Alicia abrió la boca sorprendida, no era propio de su cuñado hacer comentarios de ese estilo.

—Y también ha dicho que, cito textualmente, él no se interesaba por «señoritas como yo». ¡Como si yo fuera a interesarme por él! —Olivia ocultó tras ese enfado la curiosidad que le había despertado su nuevo pariente al conocerlo.

—Se lo comentaré a Atticus y le diré que hable con él.

—¡No! Ni se te ocurra. —Olivia sujetó a Alicia por el antebrazo, como si así quisiera asegurarse de que no iba en busca de su marido para contarle lo sucedido—. No pasa nada. Además, lo que ha dicho es verdad.

Alicia era rubia, de ojos azules, una muñeca aunque con las curvas necesarias en una mujer. Mientras que ella era alta, delgada, de piel blanca, pelo oscuro y un rostro en el que los labios y la nariz no parecían encajar.

—No digas tonterías, Olivia.

—Dejémoslo. Hoy es tu gran día, ve a bailar con Atticus.

—¿De verdad estás bien? —Alicia la miró a los ojos y le dio un cariñoso beso en la mejilla.

—Por supuesto —respondió ella sincera.

Era una tontería que el comentario de Ian Harlow le hubiese hecho tanto daño; al fin y al cabo acababa de conocerlo y, con toda probabilidad, sólo lo vería un par de veces al año. El problema era que, por un instante, cuando todavía estaban en la catedral, lo había visto guiñarle el ojo a Atticus y había tenido el presentimiento de que le gustaría conocerlo mejor. No todos los días se podía presenciar un gesto de afecto tan genuino. Olivia había creído que Ian podía merecer la pena, igual que su hermano mayor, pero al parecer se había equivocado. Aunque mucho mejor saberlo cuanto antes.

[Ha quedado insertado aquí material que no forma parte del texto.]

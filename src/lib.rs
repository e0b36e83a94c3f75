//! Analyst Orchestrator
//!
//! Runs a requested set of investment-analyst tasks over a list of symbols:
//! - Builds an execution graph (parallel fan-out or caller-ordered chain)
//! - Executes ready nodes concurrently and merges each result as it lands
//! - Paces every remote inference call through a per-provider rate governor
//! - Retries failed calls and degrades to neutral defaults instead of failing
//! - Aggregates signals through risk and portfolio managers into one decision
//!
//! FLOW:
//! REQUEST → GRAPH → TASKS (→ GOVERNOR → PROVIDER) → RISK → PORTFOLIO → DECISION

pub mod aggregate;
pub mod api;
pub mod config;
pub mod data;
pub mod error;
pub mod graph;
pub mod invoker;
pub mod models;
pub mod orchestrator;
pub mod provider;
pub mod rate_limit;
pub mod state;
pub mod tasks;

pub use error::Result;

// Re-export common types
pub use config::OrchestratorConfig;
pub use models::*;
pub use orchestrator::Orchestrator;
pub use tasks::TaskKind;
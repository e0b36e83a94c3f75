use analyst_orchestrator::{
    models::{DateRange, RunRequest},
    Orchestrator, OrchestratorConfig,
};
use chrono::Utc;
use std::collections::HashMap;
use tracing::info;
use tracing_subscriber::EnvFilter;

const DEFAULT_TASKS: &str = "warren_buffett,ben_graham,technical_analyst";
const DEFAULT_SYMBOLS: &str = "AAPL,MSFT,NVDA";
const DEFAULT_LOOKBACK_DAYS: i64 = 90;

fn split(raw: &str) -> Vec<String> {
    raw.split(',')
        .map(|s| s.trim().to_string())
        .filter(|s| !s.is_empty())
        .collect()
}

/// Usage: `orchestrator [TASKS] [SYMBOLS]`, both comma separated.
#[tokio::main]
async fn main() -> Result<(), Box<dyn std::error::Error>> {
    tracing_subscriber::fmt()
        .with_env_filter(
            EnvFilter::try_from_default_env().unwrap_or_else(|_| EnvFilter::new("info")),
        )
        .init();

    let config = OrchestratorConfig::from_env()?;

    let mut args = std::env::args().skip(1);
    let tasks = split(&args.next().unwrap_or_else(|| DEFAULT_TASKS.to_string()));
    let symbols = split(&args.next().unwrap_or_else(|| DEFAULT_SYMBOLS.to_string()));

    info!(
        model = %config.default_model.model_name,
        provider = %config.default_model.provider,
        "Analyst orchestrator starting"
    );

    let orchestrator = Orchestrator::from_config(&config)?;

    let request = RunRequest {
        tasks,
        symbols,
        date_range: DateRange::ending(Utc::now().date_naive(), DEFAULT_LOOKBACK_DAYS),
        model_overrides: HashMap::new(),
        default_model: None,
        portfolio: None,
    };

    match orchestrator.run(request).await {
        Ok(decision) => {
            info!("Run successful");
            println!("{}", serde_json::to_string_pretty(&decision)?);
            Ok(())
        }
        Err(e) => {
            eprintln!("Run failed: {}", e);
            Err(Box::new(e) as Box<dyn std::error::Error>)
        }
    }
}
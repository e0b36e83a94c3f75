//! HTTP adapter for a financial data REST API
//!
//! Endpoints follow the financialdatasets.ai layout:
//! `/prices/`, `/financial-metrics/`, `/news/`, `/insider-trades/`.

use super::{CompanyNews, DataError, FinancialMetrics, InsiderTrade, MarketDataSource, Price};
use crate::models::DateRange;
use async_trait::async_trait;
use chrono::NaiveDate;
use reqwest::Client;
use serde::de::DeserializeOwned;
use serde::Deserialize;
use std::time::Duration;

#[derive(Clone)]
pub struct HttpMarketData {
    client: Client,
    base_url: String,
    api_key: Option<String>,
}

impl HttpMarketData {
    pub fn new(base_url: &str, api_key: Option<String>) -> crate::Result<Self> {
        let client = Client::builder()
            .pool_idle_timeout(Duration::from_secs(60))
            .pool_max_idle_per_host(8)
            .timeout(Duration::from_secs(30))
            .build()?;

        Ok(Self {
            client,
            base_url: base_url.trim_end_matches('/').to_string(),
            api_key,
        })
    }

    async fn get_json<T: DeserializeOwned>(
        &self,
        path: &str,
        query: &[(&str, String)],
    ) -> Result<T, DataError> {
        let url = format!("{}{}", self.base_url, path);

        let mut request = self.client.get(&url).query(query);
        if let Some(key) = &self.api_key {
            request = request.header("X-API-KEY", key);
        }

        let response = request.send().await.map_err(|e| {
            DataError::UpstreamUnavailable(format!("request to {} failed: {}", path, e))
        })?;

        let status = response.status();
        if !status.is_success() {
            return Err(DataError::UpstreamUnavailable(format!(
                "{} returned {}",
                path, status
            )));
        }

        response
            .json::<T>()
            .await
            .map_err(|e| DataError::Malformed(format!("{}: {}", path, e)))
    }
}

#[derive(Deserialize)]
struct PriceResponse {
    #[serde(default)]
    prices: Vec<Price>,
}

#[derive(Deserialize)]
struct MetricsResponse {
    #[serde(default)]
    financial_metrics: Vec<FinancialMetrics>,
}

#[derive(Deserialize)]
struct NewsResponse {
    #[serde(default)]
    news: Vec<CompanyNews>,
}

#[derive(Deserialize)]
struct InsiderTradeResponse {
    #[serde(default)]
    insider_trades: Vec<InsiderTrade>,
}

fn day(date: NaiveDate) -> String {
    date.format("%Y-%m-%d").to_string()
}

#[async_trait]
impl MarketDataSource for HttpMarketData {
    async fn prices(&self, ticker: &str, range: &DateRange) -> Result<Vec<Price>, DataError> {
        let body: PriceResponse = self
            .get_json(
                "/prices/",
                &[
                    ("ticker", ticker.to_string()),
                    ("interval", "day".to_string()),
                    ("interval_multiplier", "1".to_string()),
                    ("start_date", day(range.start)),
                    ("end_date", day(range.end)),
                ],
            )
            .await?;
        Ok(body.prices)
    }

    async fn financial_metrics(
        &self,
        ticker: &str,
        end: NaiveDate,
        limit: usize,
    ) -> Result<Vec<FinancialMetrics>, DataError> {
        let body: MetricsResponse = self
            .get_json(
                "/financial-metrics/",
                &[
                    ("ticker", ticker.to_string()),
                    ("report_period_lte", day(end)),
                    ("limit", limit.to_string()),
                    ("period", "ttm".to_string()),
                ],
            )
            .await?;
        Ok(body.financial_metrics)
    }

    async fn company_news(
        &self,
        ticker: &str,
        range: &DateRange,
        limit: usize,
    ) -> Result<Vec<CompanyNews>, DataError> {
        let body: NewsResponse = self
            .get_json(
                "/news/",
                &[
                    ("ticker", ticker.to_string()),
                    ("start_date", day(range.start)),
                    ("end_date", day(range.end)),
                    ("limit", limit.to_string()),
                ],
            )
            .await?;
        Ok(body.news)
    }

    async fn insider_trades(
        &self,
        ticker: &str,
        range: &DateRange,
        limit: usize,
    ) -> Result<Vec<InsiderTrade>, DataError> {
        let body: InsiderTradeResponse = self
            .get_json(
                "/insider-trades/",
                &[
                    ("ticker", ticker.to_string()),
                    ("filing_date_gte", day(range.start)),
                    ("filing_date_lte", day(range.end)),
                    ("limit", limit.to_string()),
                ],
            )
            .await?;
        Ok(body.insider_trades)
    }
}

#[cfg(test)]
mod tests {
    use super::*;

    #[test]
    fn test_response_envelopes_tolerate_missing_lists() {
        let prices: PriceResponse = serde_json::from_str("{}").unwrap();
        assert!(prices.prices.is_empty());

        let news: NewsResponse = serde_json::from_str(
            r#"{"news": [{"ticker": "AAPL", "title": "Record quarter", "date": "2024-03-01"}]}"#,
        )
        .unwrap();
        assert_eq!(news.news[0].title, "Record quarter");
        assert!(news.news[0].sentiment.is_none());
    }

    #[tokio::test]
    async fn test_unreachable_host_is_upstream_unavailable() {
        let source = HttpMarketData::new("http://127.0.0.1:9", None).unwrap();
        let range = DateRange::ending(NaiveDate::from_ymd_opt(2024, 3, 31).unwrap(), 7);

        let err = source.prices("AAPL", &range).await.unwrap_err();
        assert!(matches!(err, DataError::UpstreamUnavailable(_)));
    }
}
//! Run entry point
//!
//! REQUEST → BUILD GRAPH → EXECUTE → AGGREGATED DECISION

use crate::aggregate::{LlmPortfolioManager, PortfolioAggregator, PositionLimitRiskManager, RiskAggregator};
use crate::config::OrchestratorConfig;
use crate::data::{HttpMarketData, MarketData};
use crate::graph::{GraphBuilder, GraphExecutor, GraphPolicy};
use crate::invoker::TaskInvoker;
use crate::models::{AggregatedDecision, RunRequest};
use crate::provider::ProviderRegistry;
use crate::rate_limit::RateGovernor;
use crate::state::SharedState;
use crate::tasks::{create_default_registry, TaskRegistry};
use crate::Result;
use std::sync::Arc;
use std::time::Instant;
use tokio::task::JoinHandle;
use tracing::{info, warn};

pub struct Orchestrator {
    registry: Arc<TaskRegistry>,
    executor: GraphExecutor,
    policy: GraphPolicy,
}

impl Orchestrator {
    pub fn new(registry: Arc<TaskRegistry>, executor: GraphExecutor, policy: GraphPolicy) -> Self {
        Self {
            registry,
            executor,
            policy,
        }
    }

    /// Assemble the production stack: configured providers, the process-wide
    /// rate governor, HTTP market data when a base URL is set.
    pub fn from_config(config: &OrchestratorConfig) -> Result<Self> {
        let data = match &config.financial_api_base_url {
            Some(base_url) => MarketData::new(Arc::new(HttpMarketData::new(
                base_url,
                config.financial_api_key.clone(),
            )?)),
            None => {
                warn!("FINANCIAL_API_BASE_URL not set, analysts will run without market data");
                MarketData::empty()
            }
        };

        let providers = ProviderRegistry::from_config(config)?;
        info!(providers = ?providers.list(), "Inference providers registered");

        let invoker = Arc::new(TaskInvoker::new(
            providers,
            RateGovernor::global(),
            config.retry.clone(),
            config.default_model.clone(),
        ));

        let registry = Arc::new(create_default_registry(data.clone()));
        let risk: Arc<dyn RiskAggregator> = Arc::new(PositionLimitRiskManager::new(data));
        let portfolio: Arc<dyn PortfolioAggregator> = Arc::new(LlmPortfolioManager);

        let executor = GraphExecutor::new(registry.clone(), invoker, risk, portfolio)
            .with_max_workers(config.max_concurrent_nodes);

        Ok(Self::new(registry, executor, config.graph))
    }

    pub fn registry(&self) -> &TaskRegistry {
        &self.registry
    }

    /// Execute one complete analysis run.
    pub async fn run(&self, request: RunRequest) -> Result<AggregatedDecision> {
        let started = Instant::now();
        let state = SharedState::from_request(&request)?;
        let run_id = state.run_id();

        info!(
            run_id = %run_id,
            tasks = ?request.tasks,
            symbols = ?state.symbols,
            start = %state.date_range.start,
            end = %state.date_range.end,
            "Run received"
        );

        let graph = GraphBuilder::new(&self.registry)
            .with_policy(self.policy)
            .build(&request.tasks);

        let decision = self.executor.run(&graph, state).await?;

        info!(
            run_id = %run_id,
            elapsed_ms = started.elapsed().as_millis() as u64,
            "Run complete"
        );

        Ok(decision)
    }

    /// Run on a background task so the caller's executor is never blocked.
    pub fn spawn_run(self: &Arc<Self>, request: RunRequest) -> JoinHandle<Result<AggregatedDecision>> {
        let orchestrator = Arc::clone(self);
        tokio::spawn(async move { orchestrator.run(request).await })
    }
}
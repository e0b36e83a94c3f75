//! Run-scoped shared state
//!
//! Created at run start, threaded through every graph node, dropped when the
//! run returns. Task results are only ever added through [`SharedState::merge_result`].

use crate::error::OrchestrationError;
use crate::models::{
    DateRange, ModelConfig, Portfolio, RiskAssessment, RunRequest, TaskResult,
};
use crate::Result;
use std::collections::{BTreeMap, HashMap};
use tokio::sync::RwLock;
use uuid::Uuid;

#[derive(Debug, Clone)]
pub struct RunMetadata {
    pub run_id: Uuid,
    /// Run-wide model, used when a task has no override.
    pub default_model: Option<ModelConfig>,
    /// Per-task model overrides keyed by task id.
    pub model_overrides: HashMap<String, ModelConfig>,
}

impl RunMetadata {
    pub fn new() -> Self {
        Self {
            run_id: Uuid::new_v4(),
            default_model: None,
            model_overrides: HashMap::new(),
        }
    }
}

impl Default for RunMetadata {
    fn default() -> Self {
        Self::new()
    }
}

pub struct SharedState {
    pub symbols: Vec<String>,
    pub date_range: DateRange,
    pub portfolio: Portfolio,
    pub metadata: RunMetadata,
    results: RwLock<BTreeMap<String, TaskResult>>,
    risk: RwLock<BTreeMap<String, RiskAssessment>>,
}

impl SharedState {
    pub fn new(
        symbols: Vec<String>,
        date_range: DateRange,
        portfolio: Portfolio,
        metadata: RunMetadata,
    ) -> Self {
        Self {
            symbols,
            date_range,
            portfolio,
            metadata,
            results: RwLock::new(BTreeMap::new()),
            risk: RwLock::new(BTreeMap::new()),
        }
    }

    pub fn from_request(request: &RunRequest) -> Result<Self> {
        let symbols = request.normalized_symbols()?;
        let date_range = DateRange::new(request.date_range.start, request.date_range.end)?;
        let portfolio = request
            .portfolio
            .clone()
            .unwrap_or_else(|| Portfolio::new(Portfolio::DEFAULT_CASH, &symbols));

        let metadata = RunMetadata {
            run_id: Uuid::new_v4(),
            default_model: request.default_model.clone(),
            model_overrides: request.model_overrides.clone(),
        };

        Ok(Self::new(symbols, date_range, portfolio, metadata))
    }

    pub fn run_id(&self) -> Uuid {
        self.metadata.run_id
    }

    /// Model explicitly chosen for `task_key`, falling back to the run default.
    pub fn model_for(&self, task_key: &str) -> Option<&ModelConfig> {
        self.metadata
            .model_overrides
            .get(task_key)
            .or(self.metadata.default_model.as_ref())
    }

    /// Insert one task's result. Each key may be merged exactly once.
    pub async fn merge_result(&self, key: impl Into<String>, result: TaskResult) -> Result<()> {
        let key = key.into();
        let mut results = self.results.write().await;

        if results.contains_key(&key) {
            return Err(OrchestrationError::ExecutionError(format!(
                "result for task '{}' merged twice",
                key
            )));
        }

        results.insert(key, result);
        Ok(())
    }

    pub async fn results(&self) -> BTreeMap<String, TaskResult> {
        self.results.read().await.clone()
    }

    pub async fn set_risk(&self, risk: BTreeMap<String, RiskAssessment>) {
        *self.risk.write().await = risk;
    }

    pub async fn risk(&self) -> BTreeMap<String, RiskAssessment> {
        self.risk.read().await.clone()
    }
}

#[cfg(test)]
mod tests {
    use super::*;
    use crate::models::ModelProvider;
    use chrono::NaiveDate;

    fn state_with(metadata: RunMetadata) -> SharedState {
        let end = NaiveDate::from_ymd_opt(2024, 3, 31).unwrap();
        let symbols = vec!["AAPL".to_string()];
        SharedState::new(
            symbols.clone(),
            DateRange::ending(end, 30),
            Portfolio::new(Portfolio::DEFAULT_CASH, &symbols),
            metadata,
        )
    }

    #[tokio::test]
    async fn test_merge_rejects_duplicate_keys() {
        let state = state_with(RunMetadata::new());
        let symbols = state.symbols.clone();

        state
            .merge_result("ben_graham", TaskResult::all_default(&symbols))
            .await
            .unwrap();
        let second = state
            .merge_result("ben_graham", TaskResult::default())
            .await;

        assert!(second.is_err());
        assert_eq!(state.results().await.len(), 1);
        assert!(state.results().await["ben_graham"].is_degraded());
    }

    #[test]
    fn test_model_override_precedence() {
        let mut metadata = RunMetadata::new();
        metadata.default_model = Some(ModelConfig::new("gpt-4.1", ModelProvider::OpenAI));
        metadata.model_overrides.insert(
            "cathie_wood".to_string(),
            ModelConfig::new("gemini-2.0-flash", ModelProvider::Google),
        );
        let state = state_with(metadata);

        assert_eq!(state.model_for("cathie_wood").unwrap().provider, ModelProvider::Google);
        assert_eq!(state.model_for("ben_graham").unwrap().provider, ModelProvider::OpenAI);

        let bare = state_with(RunMetadata::new());
        assert!(bare.model_for("ben_graham").is_none());
    }
}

Alicia se despidió y fue en busca de su esposo y ella, a pesar de lo que le había asegurado a su hermana, no pudo dejar de pensar en las palabras de Ian Harlow. Pero dado que su fallecida tía Harriet siempre insistía en que las primeras impresiones podían ser engañosas, Olivia decidió que le daría una segunda oportunidad al hermano de Atticus. Unas horas más tarde, cansada de estar en la sala de baile sin que nadie le pidiera bailar, salió a pasear un rato por el jardín de la mansión Marlborough, donde se tropezó con Ian Harlow besándose a escondidas con la voluptuosa y casadísima lady Marton. Quizá las primeras impresiones fuesen engañosas, pero las segundas no. Ian Harlow no estaba a la altura de su hermano mayor; no era más que otro noble malcriado que sólo se preocupaba por frivolidades y si era capaz de estar con una mujer casada, era evidente que carecía de honor y de principios.

—¿Señorita Roscoe? ¿Señorita Roscoe? —La voz de Ian alejó a Olivia de esos recuerdos y la hizo volver al presente.

—Disculpe —dijo, tras sacudir ligeramente la cabeza.

—Mi hermano está listo. El carruaje nos está esperando.